** WHAT IS NEEDED **
Read through the entries below and return each line with the word "QueuedSink".

** TASK DATA **
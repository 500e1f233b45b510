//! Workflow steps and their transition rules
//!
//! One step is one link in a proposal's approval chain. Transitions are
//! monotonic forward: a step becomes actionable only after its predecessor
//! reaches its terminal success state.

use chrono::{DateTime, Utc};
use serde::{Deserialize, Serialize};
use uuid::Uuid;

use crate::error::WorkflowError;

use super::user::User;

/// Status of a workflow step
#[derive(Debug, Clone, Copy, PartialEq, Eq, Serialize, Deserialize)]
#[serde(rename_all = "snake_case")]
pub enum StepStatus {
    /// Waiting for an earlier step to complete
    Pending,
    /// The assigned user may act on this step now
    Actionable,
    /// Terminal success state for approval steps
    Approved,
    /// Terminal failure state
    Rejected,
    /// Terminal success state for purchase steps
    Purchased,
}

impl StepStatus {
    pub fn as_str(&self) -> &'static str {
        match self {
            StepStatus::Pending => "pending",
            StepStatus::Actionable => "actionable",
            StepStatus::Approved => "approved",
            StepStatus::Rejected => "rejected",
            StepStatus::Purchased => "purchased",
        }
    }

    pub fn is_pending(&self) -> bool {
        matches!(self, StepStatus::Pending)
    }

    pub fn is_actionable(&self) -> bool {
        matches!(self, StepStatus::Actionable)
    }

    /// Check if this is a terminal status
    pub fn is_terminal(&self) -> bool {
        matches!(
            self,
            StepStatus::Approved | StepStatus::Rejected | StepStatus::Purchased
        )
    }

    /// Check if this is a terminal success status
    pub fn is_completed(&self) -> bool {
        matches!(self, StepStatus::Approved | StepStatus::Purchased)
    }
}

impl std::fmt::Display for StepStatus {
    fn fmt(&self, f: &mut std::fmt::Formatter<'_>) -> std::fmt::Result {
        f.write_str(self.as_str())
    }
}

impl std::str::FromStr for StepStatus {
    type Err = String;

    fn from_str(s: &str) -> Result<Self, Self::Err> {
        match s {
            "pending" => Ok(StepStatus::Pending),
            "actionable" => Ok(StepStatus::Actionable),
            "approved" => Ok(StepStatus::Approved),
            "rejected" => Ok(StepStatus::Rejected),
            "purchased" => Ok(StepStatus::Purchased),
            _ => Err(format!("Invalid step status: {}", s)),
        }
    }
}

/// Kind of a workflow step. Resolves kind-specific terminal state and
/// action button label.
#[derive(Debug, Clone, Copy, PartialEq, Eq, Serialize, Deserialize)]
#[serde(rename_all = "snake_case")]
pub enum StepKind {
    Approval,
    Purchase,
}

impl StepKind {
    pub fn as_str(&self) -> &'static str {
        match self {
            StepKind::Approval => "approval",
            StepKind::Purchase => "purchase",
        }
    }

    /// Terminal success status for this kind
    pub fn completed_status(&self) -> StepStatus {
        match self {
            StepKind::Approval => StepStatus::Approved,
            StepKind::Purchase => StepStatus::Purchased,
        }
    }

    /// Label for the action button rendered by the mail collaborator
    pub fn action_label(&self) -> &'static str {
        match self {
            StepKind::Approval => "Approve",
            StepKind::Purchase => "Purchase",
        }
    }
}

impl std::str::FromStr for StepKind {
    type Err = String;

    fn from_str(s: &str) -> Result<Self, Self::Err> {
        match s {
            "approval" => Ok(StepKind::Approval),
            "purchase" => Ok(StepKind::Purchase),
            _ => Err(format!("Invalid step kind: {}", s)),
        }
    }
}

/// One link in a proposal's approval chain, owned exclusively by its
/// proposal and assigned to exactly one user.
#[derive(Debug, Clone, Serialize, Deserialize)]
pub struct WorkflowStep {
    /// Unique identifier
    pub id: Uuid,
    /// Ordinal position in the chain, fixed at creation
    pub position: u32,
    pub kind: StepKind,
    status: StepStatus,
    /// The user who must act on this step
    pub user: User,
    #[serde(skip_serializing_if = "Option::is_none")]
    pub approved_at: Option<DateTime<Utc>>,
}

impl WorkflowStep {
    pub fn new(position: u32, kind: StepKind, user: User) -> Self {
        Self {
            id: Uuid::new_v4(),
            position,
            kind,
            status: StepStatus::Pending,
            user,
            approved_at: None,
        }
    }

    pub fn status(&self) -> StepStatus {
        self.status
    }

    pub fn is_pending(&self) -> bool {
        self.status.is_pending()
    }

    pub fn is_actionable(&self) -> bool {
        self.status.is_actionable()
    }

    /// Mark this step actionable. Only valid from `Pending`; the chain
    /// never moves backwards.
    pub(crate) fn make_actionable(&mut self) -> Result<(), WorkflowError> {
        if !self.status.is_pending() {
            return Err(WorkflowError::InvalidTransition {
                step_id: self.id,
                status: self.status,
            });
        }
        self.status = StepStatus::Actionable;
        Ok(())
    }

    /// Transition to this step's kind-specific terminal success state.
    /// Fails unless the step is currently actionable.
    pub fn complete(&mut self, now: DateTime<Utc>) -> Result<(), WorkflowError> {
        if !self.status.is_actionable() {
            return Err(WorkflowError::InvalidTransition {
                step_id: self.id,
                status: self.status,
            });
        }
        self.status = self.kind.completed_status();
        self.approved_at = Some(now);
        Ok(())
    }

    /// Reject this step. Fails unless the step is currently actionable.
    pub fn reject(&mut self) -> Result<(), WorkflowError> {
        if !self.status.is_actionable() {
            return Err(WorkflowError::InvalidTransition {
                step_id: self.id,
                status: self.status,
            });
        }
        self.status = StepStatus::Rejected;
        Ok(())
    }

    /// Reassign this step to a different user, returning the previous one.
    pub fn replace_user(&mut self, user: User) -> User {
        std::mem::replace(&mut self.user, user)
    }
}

---

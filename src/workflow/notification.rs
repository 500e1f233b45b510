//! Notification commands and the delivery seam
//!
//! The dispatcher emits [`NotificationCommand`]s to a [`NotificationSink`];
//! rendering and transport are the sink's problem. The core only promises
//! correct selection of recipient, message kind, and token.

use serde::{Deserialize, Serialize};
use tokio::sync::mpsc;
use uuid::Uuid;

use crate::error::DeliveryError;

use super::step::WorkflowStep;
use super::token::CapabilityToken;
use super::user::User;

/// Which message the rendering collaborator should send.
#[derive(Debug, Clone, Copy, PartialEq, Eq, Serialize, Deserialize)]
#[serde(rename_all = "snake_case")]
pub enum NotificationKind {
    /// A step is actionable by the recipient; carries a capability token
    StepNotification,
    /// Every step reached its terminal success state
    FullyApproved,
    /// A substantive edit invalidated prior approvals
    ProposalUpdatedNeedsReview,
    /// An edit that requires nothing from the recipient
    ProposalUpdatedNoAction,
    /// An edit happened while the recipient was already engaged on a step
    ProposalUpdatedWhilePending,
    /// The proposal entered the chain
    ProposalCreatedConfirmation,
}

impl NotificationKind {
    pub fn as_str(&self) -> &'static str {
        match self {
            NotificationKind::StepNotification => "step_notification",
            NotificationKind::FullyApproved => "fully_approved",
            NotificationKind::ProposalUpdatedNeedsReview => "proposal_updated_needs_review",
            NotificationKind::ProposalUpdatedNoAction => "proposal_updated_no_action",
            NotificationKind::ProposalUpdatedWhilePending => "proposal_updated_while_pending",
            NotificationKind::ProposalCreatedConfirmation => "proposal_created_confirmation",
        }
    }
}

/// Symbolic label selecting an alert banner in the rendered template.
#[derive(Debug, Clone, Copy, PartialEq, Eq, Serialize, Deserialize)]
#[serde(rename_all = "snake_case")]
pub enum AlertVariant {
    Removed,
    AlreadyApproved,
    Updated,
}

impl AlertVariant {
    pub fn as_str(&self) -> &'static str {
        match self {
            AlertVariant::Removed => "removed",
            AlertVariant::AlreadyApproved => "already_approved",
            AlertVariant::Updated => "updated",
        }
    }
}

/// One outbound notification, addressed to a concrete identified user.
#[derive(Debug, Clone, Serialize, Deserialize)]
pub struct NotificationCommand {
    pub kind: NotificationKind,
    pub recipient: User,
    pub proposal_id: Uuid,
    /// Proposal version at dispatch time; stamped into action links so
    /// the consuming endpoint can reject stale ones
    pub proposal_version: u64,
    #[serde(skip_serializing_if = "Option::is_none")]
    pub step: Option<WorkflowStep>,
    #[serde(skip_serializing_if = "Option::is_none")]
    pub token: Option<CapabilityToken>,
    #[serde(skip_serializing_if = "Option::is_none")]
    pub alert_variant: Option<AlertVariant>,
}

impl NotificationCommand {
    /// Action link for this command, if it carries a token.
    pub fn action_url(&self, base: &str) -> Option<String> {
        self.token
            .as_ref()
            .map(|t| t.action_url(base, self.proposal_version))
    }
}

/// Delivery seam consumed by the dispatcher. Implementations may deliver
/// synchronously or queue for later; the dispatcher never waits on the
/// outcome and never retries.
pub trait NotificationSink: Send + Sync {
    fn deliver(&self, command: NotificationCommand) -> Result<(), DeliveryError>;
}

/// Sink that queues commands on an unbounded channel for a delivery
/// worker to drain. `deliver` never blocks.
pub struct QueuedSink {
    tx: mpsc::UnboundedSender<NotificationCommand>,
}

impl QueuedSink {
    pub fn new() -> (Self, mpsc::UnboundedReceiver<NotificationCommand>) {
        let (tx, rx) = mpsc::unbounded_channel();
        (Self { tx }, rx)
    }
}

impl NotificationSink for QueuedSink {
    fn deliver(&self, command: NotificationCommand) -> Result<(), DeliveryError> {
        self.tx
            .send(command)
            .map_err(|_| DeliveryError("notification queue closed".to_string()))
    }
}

...

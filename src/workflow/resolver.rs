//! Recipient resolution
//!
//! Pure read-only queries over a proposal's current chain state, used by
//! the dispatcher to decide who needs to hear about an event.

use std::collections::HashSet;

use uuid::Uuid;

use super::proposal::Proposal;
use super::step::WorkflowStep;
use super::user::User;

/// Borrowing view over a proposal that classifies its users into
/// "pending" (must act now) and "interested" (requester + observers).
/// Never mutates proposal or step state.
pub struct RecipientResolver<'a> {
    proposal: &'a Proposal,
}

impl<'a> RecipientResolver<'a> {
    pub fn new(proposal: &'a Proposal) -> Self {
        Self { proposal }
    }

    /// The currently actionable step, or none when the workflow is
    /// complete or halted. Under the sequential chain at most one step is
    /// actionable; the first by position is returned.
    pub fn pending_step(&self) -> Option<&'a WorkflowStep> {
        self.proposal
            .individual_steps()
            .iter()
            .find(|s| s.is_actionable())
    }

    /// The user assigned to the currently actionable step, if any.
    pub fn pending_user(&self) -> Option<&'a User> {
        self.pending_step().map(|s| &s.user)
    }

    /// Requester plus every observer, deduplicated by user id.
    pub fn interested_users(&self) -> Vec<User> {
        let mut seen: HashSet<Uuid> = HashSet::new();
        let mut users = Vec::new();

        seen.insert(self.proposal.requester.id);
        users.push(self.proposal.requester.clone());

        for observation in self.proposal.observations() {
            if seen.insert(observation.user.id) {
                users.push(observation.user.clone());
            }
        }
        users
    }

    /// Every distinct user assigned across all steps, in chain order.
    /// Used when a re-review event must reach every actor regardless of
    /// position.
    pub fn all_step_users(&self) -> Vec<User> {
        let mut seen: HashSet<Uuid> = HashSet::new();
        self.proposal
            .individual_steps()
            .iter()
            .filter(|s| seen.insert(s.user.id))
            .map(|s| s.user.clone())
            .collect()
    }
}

** YOUR RESPONSE **
pub struct QueuedSink {
impl QueuedSink {
impl NotificationSink for QueuedSink {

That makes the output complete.